=== HOW TO COMPLETE THIS TASK ===
Write the records out again in full, word for word.

=== SOURCE INFORMATION ===
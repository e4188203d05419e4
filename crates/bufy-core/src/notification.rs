use std::fmt;

use chrono::{DateTime, Utc};

/// Severity of a transient notification.
#[derive(Debug, Clone, Copy, PartialEq, Eq)]
pub enum NotificationKind {
    Success,
    Error,
}

impl fmt::Display for NotificationKind {
    fn fmt(&self, f: &mut fmt::Formatter<'_>) -> fmt::Result {
        let label = match self {
            NotificationKind::Success => "Success",
            NotificationKind::Error => "Error",
        };
        f.write_str(label)
    }
}

/// A short-lived message reporting the outcome of a user action.
#[derive(Debug, Clone, PartialEq)]
pub struct Notification {
    pub kind: NotificationKind,
    pub message: String,
    pub created_at: DateTime<Utc>,
}

impl Notification {
    pub fn success(message: impl Into<String>) -> Self {
        Self::new(NotificationKind::Success, message)
    }

    pub fn error(message: impl Into<String>) -> Self {
        Self::new(NotificationKind::Error, message)
    }

    fn new(kind: NotificationKind, message: impl Into<String>) -> Self {
        Self {
            kind,
            message: message.into(),
            created_at: Utc::now(),
        }
    }

    pub fn is_error(&self) -> bool {
        self.kind == NotificationKind::Error
    }
}
//! Search and filter selections for the budget list.

use std::{fmt, str::FromStr};

use serde::{Deserialize, Serialize};

/// Restricts the budget list by over/under budget status.
#[derive(Debug, Clone, Copy, Default, Serialize, Deserialize, PartialEq, Eq)]
#[serde(rename_all = "lowercase")]
pub enum BudgetFilter {
    #[default]
    All,
    Over,
    Under,
}

impl BudgetFilter {
    pub const ALL: [BudgetFilter; 3] = [BudgetFilter::All, BudgetFilter::Over, BudgetFilter::Under];

    pub fn key(self) -> &'static str {
        match self {
            BudgetFilter::All => "all",
            BudgetFilter::Over => "over",
            BudgetFilter::Under => "under",
        }
    }

    pub fn label(self) -> &'static str {
        match self {
            BudgetFilter::All => "All Budgets",
            BudgetFilter::Over => "Over Budget",
            BudgetFilter::Under => "Under Budget",
        }
    }
}

impl fmt::Display for BudgetFilter {
    fn fmt(&self, f: &mut fmt::Formatter<'_>) -> fmt::Result {
        f.write_str(self.label())
    }
}

#[derive(Debug, Clone, PartialEq, Eq)]
/// Returned when a filter key is not one of `all`, `over`, `under`.
pub struct ParseBudgetFilterError(pub String);

impl fmt::Display for ParseBudgetFilterError {
    fn fmt(&self, f: &mut fmt::Formatter<'_>) -> fmt::Result {
        write!(
            f,
            "unknown filter `{}` (expected all, over or under)",
            self.0
        )
    }
}

impl std::error::Error for ParseBudgetFilterError {}

impl FromStr for BudgetFilter {
    type Err = ParseBudgetFilterError;

    fn from_str(value: &str) -> Result<Self, Self::Err> {
        match value.trim().to_ascii_lowercase().as_str() {
            "all" => Ok(BudgetFilter::All),
            "over" => Ok(BudgetFilter::Over),
            "under" => Ok(BudgetFilter::Under),
            _ => Err(ParseBudgetFilterError(value.to_string())),
        }
    }
}

/// Search term plus filter mode, as entered on the list screen.
#[derive(Debug, Clone, Default, PartialEq, Eq)]
pub struct BudgetQuery {
    pub search: String,
    pub filter: BudgetFilter,
}

impl BudgetQuery {
    pub fn new(search: impl Into<String>, filter: BudgetFilter) -> Self {
        Self {
            search: search.into(),
            filter,
        }
    }

    /// Returns `true` when either the search term or the filter narrows the list.
    pub fn is_narrowed(&self) -> bool {
        !self.search.is_empty() || self.filter != BudgetFilter::All
    }

    /// Case-insensitive substring match against `name`.
    pub fn matches_name(&self, name: &str) -> bool {
        name.to_lowercase().contains(&self.search.to_lowercase())
    }
}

=== SOLUTION TO THIS PROBLEM ===
repository e4188203d05419e4
filename crates/bufy-core/src/notification.rs
use std::fmt;

use chrono::{DateTime, Utc};

/// Severity of a transient notification.
#[derive(Debug, Clone, Copy, PartialEq, Eq)]
pub enum NotificationKind {
    Success,
    Error,
}

impl fmt::Display for NotificationKind {
    fn fmt(&self, f: &mut fmt::Formatter<'_>) -> fmt::Result {
        let label = match self {
            NotificationKind::Success => "Success",
            NotificationKind::Error => "Error",
        };
        f.write_str(label)
    }
}

/// A short-lived message reporting the outcome of a user action.
#[derive(Debug, Clone, PartialEq)]
pub struct Notification {
    pub kind: NotificationKind,
    pub message: String,
    pub created_at: DateTime<Utc>,
}

impl Notification {
    pub fn success(message: impl Into<String>) -> Self {
        Self::new(NotificationKind::Success, message)
    }

    pub fn error(message: impl Into<String>) -> Self {
        Self::new(NotificationKind::Error, message)
    }

    fn new(kind: NotificationKind, message: impl Into<String>) -> Self {
        Self {
            kind,
            message: message.into(),
            created_at: Utc::now(),
        }
    }

    pub fn is_error(&self) -> bool {
        self.kind == NotificationKind::Error
    }
}
//! Search and filter selections for the budget list.

use std::{fmt, str::FromStr};

use serde::{Deserialize, Serialize};

/// Restricts the budget list by over/under budget status.
#[derive(Debug, Clone, Copy, Default, Serialize, Deserialize, PartialEq, Eq)]
#[serde(rename_all = "lowercase")]
pub enum BudgetFilter {
    #[default]
    All,
    Over,
    Under,
}

impl BudgetFilter {
    pub const ALL: [BudgetFilter; 3] = [BudgetFilter::All, BudgetFilter::Over, BudgetFilter::Under];

    pub fn key(self) -> &'static str {
        match self {
            BudgetFilter::All => "all",
            BudgetFilter::Over => "over",
            BudgetFilter::Under => "under",
        }
    }

    pub fn label(self) -> &'static str {
        match self {
            BudgetFilter::All => "All Budgets",
            BudgetFilter::Over => "Over Budget",
            BudgetFilter::Under => "Under Budget",
        }
    }
}

impl fmt::Display for BudgetFilter {
    fn fmt(&self, f: &mut fmt::Formatter<'_>) -> fmt::Result {
        f.write_str(self.label())
    }
}

#[derive(Debug, Clone, PartialEq, Eq)]
/// Returned when a filter key is not one of `all`, `over`, `under`.
pub struct ParseBudgetFilterError(pub String);

impl fmt::Display for ParseBudgetFilterError {
    fn fmt(&self, f: &mut fmt::Formatter<'_>) -> fmt::Result {
        write!(
            f,
            "unknown filter `{}` (expected all, over or under)",
            self.0
        )
    }
}

impl std::error::Error for ParseBudgetFilterError {}

impl FromStr for BudgetFilter {
    type Err = ParseBudgetFilterError;

    fn from_str(value: &str) -> Result<Self, Self::Err> {
        match value.trim().to_ascii_lowercase().as_str() {
            "all" => Ok(BudgetFilter::All),
            "over" => Ok(BudgetFilter::Over),
            "under" => Ok(BudgetFilter::Under),
            _ => Err(ParseBudgetFilterError(value.to_string())),
        }
    }
}

/// Search term plus filter mode, as entered on the list screen.
#[derive(Debug, Clone, Default, PartialEq, Eq)]
pub struct BudgetQuery {
    pub search: String,
    pub filter: BudgetFilter,
}

impl BudgetQuery {
    pub fn new(search: impl Into<String>, filter: BudgetFilter) -> Self {
        Self {
            search: search.into(),
            filter,
        }
    }

    /// Returns `true` when either the search term or the filter narrows the list.
    pub fn is_narrowed(&self) -> bool {
        !self.search.is_empty() || self.filter != BudgetFilter::All
    }

    /// Case-insensitive substring match against `name`.
    pub fn matches_name(&self, name: &str) -> bool {
        name.to_lowercase().contains(&self.search.to_lowercase())
    }
}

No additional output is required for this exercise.